### Task instructions
Go through the data below and gather each line containing "Instant".

Data records Block Start

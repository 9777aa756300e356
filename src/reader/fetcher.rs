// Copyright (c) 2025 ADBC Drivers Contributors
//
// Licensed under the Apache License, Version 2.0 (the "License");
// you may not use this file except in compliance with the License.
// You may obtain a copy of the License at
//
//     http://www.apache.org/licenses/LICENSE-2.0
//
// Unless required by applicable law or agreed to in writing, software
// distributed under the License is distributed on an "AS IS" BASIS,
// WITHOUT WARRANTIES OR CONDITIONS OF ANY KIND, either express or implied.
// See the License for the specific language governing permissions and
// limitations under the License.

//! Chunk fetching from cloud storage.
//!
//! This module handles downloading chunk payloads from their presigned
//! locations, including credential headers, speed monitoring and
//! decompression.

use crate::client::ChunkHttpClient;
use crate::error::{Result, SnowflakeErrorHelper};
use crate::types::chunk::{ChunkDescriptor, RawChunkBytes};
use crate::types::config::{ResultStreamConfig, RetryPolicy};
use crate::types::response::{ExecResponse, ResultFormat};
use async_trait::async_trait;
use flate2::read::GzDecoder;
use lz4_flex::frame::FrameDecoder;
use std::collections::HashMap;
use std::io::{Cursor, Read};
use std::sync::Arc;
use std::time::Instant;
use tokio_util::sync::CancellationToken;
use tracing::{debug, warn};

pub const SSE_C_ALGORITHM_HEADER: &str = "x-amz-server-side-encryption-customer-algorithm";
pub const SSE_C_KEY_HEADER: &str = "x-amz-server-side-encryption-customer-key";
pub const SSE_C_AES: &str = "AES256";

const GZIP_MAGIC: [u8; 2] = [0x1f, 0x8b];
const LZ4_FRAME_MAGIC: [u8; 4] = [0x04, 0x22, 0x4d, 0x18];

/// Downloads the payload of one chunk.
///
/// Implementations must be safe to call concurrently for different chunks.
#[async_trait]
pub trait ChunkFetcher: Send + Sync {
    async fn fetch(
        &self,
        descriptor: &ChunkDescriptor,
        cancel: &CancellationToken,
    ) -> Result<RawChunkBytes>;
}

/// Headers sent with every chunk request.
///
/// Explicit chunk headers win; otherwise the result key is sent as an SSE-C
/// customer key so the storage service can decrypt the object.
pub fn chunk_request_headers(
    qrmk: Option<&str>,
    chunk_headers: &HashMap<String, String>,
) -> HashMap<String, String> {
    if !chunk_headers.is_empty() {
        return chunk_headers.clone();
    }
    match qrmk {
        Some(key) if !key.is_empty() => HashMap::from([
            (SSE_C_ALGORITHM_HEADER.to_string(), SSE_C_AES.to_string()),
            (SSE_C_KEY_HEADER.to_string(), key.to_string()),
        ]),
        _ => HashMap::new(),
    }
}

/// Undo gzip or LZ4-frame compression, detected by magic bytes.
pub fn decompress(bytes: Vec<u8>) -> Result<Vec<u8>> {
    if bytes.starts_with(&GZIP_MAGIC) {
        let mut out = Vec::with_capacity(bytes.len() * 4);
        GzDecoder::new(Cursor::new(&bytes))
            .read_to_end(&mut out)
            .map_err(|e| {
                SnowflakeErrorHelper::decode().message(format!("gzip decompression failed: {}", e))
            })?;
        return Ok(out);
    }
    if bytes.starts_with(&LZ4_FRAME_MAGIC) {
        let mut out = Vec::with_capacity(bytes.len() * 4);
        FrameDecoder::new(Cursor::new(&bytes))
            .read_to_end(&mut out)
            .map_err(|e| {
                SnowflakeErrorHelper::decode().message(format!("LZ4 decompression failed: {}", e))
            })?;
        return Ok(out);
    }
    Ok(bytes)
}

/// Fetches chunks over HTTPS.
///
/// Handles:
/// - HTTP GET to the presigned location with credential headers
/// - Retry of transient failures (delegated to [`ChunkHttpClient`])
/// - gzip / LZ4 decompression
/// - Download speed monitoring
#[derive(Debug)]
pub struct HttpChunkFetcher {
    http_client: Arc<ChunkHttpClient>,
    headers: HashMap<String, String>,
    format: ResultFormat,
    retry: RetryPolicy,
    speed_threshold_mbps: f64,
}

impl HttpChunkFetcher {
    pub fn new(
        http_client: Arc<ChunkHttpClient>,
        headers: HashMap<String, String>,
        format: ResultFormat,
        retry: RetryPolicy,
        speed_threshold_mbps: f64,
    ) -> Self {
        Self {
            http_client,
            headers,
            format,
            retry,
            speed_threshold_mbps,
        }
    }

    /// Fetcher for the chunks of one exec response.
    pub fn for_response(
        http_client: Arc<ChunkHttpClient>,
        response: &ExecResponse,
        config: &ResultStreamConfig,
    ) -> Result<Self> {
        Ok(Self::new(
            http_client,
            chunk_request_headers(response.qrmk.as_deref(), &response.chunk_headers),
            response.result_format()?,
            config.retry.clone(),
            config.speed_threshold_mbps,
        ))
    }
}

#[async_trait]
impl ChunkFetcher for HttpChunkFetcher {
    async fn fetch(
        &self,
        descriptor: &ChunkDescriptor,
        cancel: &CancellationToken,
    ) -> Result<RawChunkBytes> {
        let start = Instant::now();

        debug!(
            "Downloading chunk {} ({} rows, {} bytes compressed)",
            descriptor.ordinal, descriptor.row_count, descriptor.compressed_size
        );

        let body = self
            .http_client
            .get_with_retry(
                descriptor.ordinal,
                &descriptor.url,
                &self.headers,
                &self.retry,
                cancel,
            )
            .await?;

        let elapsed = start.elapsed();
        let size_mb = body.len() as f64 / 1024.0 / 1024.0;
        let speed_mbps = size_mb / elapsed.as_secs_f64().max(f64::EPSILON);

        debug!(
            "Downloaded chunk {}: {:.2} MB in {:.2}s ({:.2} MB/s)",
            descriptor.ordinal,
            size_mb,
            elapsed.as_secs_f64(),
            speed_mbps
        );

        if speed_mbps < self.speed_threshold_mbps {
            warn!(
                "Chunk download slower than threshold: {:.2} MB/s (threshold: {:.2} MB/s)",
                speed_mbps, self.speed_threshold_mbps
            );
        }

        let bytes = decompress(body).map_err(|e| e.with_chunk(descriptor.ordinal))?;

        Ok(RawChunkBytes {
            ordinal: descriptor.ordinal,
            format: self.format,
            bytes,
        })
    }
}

Data records Block End
Data records Block Start

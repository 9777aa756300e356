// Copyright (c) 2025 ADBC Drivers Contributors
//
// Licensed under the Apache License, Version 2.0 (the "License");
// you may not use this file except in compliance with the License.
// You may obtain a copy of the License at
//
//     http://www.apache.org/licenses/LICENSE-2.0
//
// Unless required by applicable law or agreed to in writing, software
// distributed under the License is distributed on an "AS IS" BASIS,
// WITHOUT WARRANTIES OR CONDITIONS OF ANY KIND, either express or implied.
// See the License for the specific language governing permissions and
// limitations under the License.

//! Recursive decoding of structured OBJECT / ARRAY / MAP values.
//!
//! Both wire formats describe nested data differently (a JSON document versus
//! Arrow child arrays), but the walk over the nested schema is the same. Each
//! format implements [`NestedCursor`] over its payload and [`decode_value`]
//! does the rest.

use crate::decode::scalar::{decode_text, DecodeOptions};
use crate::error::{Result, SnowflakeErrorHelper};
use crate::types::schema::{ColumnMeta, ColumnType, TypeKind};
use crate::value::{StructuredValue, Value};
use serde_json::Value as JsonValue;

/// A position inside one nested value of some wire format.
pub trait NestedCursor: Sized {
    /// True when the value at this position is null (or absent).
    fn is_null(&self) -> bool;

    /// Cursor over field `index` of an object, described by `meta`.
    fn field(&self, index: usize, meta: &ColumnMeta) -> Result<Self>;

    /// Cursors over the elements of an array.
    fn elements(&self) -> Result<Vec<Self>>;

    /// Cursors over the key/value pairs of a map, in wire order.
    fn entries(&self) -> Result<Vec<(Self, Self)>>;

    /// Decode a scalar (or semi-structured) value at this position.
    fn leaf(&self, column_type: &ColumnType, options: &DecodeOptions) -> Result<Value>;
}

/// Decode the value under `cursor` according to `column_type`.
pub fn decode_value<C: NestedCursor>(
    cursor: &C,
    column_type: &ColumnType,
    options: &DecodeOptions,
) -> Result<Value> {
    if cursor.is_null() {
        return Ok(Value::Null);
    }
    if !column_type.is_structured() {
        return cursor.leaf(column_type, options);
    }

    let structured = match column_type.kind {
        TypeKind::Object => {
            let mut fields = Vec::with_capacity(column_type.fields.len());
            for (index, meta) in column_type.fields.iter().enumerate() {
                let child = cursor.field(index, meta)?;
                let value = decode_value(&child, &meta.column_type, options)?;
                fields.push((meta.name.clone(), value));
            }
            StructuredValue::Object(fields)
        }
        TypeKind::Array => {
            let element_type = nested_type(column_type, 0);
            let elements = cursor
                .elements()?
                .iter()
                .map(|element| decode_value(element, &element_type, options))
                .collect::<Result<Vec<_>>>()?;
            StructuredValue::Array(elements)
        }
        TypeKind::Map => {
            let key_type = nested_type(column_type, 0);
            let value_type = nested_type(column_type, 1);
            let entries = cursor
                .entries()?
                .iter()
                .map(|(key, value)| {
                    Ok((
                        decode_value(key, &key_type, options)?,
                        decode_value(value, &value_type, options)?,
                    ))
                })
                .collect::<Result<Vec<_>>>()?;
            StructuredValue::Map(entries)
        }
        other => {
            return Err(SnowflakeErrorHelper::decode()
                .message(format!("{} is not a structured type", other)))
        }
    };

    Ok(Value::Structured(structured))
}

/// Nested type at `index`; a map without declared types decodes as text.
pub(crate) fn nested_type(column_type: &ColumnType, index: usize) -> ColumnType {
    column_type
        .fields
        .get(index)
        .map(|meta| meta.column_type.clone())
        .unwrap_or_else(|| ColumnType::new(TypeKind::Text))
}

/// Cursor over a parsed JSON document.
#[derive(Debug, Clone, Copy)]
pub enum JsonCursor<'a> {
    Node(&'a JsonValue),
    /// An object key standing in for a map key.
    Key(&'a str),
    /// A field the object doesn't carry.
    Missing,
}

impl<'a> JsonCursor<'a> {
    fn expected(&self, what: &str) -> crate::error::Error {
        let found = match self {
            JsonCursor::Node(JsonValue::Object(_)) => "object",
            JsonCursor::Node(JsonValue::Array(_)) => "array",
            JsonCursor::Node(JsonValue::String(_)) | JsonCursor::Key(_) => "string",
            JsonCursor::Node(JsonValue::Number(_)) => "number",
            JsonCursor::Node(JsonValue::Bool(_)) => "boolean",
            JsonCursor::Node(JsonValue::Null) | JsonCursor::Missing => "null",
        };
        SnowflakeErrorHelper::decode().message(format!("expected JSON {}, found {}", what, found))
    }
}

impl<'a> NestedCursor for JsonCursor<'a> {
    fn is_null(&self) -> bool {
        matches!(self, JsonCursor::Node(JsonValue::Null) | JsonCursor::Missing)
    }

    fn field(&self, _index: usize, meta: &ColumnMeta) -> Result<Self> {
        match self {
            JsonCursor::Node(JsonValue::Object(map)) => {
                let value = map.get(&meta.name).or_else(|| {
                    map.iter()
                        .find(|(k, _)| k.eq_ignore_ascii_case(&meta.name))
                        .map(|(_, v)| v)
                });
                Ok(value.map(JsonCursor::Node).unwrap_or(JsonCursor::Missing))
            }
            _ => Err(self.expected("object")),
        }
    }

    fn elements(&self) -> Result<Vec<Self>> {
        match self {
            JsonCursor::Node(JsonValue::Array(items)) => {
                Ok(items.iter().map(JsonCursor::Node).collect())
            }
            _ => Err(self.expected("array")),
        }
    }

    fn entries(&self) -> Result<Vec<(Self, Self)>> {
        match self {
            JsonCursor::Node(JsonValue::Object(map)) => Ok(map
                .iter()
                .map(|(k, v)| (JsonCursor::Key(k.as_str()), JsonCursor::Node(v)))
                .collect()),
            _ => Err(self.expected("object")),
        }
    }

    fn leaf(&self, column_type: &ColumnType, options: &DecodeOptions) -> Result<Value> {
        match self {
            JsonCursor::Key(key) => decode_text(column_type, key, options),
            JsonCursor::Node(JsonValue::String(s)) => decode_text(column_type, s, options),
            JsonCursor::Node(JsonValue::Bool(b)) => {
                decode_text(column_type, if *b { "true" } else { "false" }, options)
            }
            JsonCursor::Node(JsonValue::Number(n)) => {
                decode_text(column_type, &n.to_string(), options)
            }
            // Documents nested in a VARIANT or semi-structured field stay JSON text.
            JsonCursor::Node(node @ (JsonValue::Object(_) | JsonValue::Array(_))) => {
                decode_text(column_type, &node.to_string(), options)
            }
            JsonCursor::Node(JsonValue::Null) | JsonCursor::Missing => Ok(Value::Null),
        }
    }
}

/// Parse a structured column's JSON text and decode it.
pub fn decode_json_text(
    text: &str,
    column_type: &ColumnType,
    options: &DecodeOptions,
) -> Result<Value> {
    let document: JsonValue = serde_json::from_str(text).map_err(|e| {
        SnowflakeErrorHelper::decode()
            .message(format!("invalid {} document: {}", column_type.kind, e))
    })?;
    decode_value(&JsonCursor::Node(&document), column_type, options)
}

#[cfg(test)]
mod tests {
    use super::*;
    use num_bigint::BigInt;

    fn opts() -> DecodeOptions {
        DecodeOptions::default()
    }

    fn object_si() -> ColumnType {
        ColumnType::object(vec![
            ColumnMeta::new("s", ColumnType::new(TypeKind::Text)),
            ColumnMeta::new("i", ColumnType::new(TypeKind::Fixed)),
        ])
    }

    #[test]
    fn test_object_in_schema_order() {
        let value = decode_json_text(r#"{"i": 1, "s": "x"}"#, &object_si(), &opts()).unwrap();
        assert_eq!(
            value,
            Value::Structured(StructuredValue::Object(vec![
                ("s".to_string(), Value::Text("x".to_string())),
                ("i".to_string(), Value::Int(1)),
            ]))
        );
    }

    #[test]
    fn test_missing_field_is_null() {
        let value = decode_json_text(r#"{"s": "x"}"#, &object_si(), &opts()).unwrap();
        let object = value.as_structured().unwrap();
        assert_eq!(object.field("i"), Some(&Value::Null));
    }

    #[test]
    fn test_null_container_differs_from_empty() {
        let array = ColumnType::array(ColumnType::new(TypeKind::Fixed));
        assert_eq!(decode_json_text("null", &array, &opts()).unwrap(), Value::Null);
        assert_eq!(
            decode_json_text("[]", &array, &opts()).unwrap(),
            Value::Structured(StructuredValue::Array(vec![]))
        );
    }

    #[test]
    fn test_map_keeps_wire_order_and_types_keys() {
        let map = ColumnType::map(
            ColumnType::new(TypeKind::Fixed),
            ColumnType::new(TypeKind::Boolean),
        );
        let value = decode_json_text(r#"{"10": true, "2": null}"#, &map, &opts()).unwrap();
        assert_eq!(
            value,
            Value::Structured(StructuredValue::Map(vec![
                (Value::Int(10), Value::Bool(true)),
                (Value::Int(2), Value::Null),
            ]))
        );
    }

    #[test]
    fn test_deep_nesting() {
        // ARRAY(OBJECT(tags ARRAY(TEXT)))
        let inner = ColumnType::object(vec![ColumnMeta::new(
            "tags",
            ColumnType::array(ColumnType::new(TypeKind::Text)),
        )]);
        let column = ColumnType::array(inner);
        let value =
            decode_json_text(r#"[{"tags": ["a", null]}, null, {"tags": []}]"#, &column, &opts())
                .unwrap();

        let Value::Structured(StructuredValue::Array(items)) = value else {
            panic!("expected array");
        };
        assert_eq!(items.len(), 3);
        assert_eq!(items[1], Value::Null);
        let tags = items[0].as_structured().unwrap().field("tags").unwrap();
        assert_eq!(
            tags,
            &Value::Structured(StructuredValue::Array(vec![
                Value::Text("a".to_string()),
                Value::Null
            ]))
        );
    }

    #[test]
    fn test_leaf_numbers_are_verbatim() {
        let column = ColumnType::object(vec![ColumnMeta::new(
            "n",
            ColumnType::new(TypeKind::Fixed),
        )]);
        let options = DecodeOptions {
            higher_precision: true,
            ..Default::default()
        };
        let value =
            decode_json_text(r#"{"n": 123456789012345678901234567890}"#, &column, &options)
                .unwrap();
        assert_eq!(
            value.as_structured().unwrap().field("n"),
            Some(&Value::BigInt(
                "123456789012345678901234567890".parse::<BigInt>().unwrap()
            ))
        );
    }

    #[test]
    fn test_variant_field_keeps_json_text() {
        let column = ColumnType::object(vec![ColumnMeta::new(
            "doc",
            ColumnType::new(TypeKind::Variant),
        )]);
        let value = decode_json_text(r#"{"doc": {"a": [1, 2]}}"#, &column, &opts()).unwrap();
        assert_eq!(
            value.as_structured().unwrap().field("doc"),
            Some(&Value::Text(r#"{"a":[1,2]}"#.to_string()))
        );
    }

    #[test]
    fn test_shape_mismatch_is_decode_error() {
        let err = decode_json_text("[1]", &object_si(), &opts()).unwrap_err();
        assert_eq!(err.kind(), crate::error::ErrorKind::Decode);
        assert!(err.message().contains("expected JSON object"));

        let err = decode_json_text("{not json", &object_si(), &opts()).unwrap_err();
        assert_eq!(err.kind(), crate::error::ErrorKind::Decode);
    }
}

Data records Block End

### Answer box
use std::time::Instant;
        let start = Instant::now();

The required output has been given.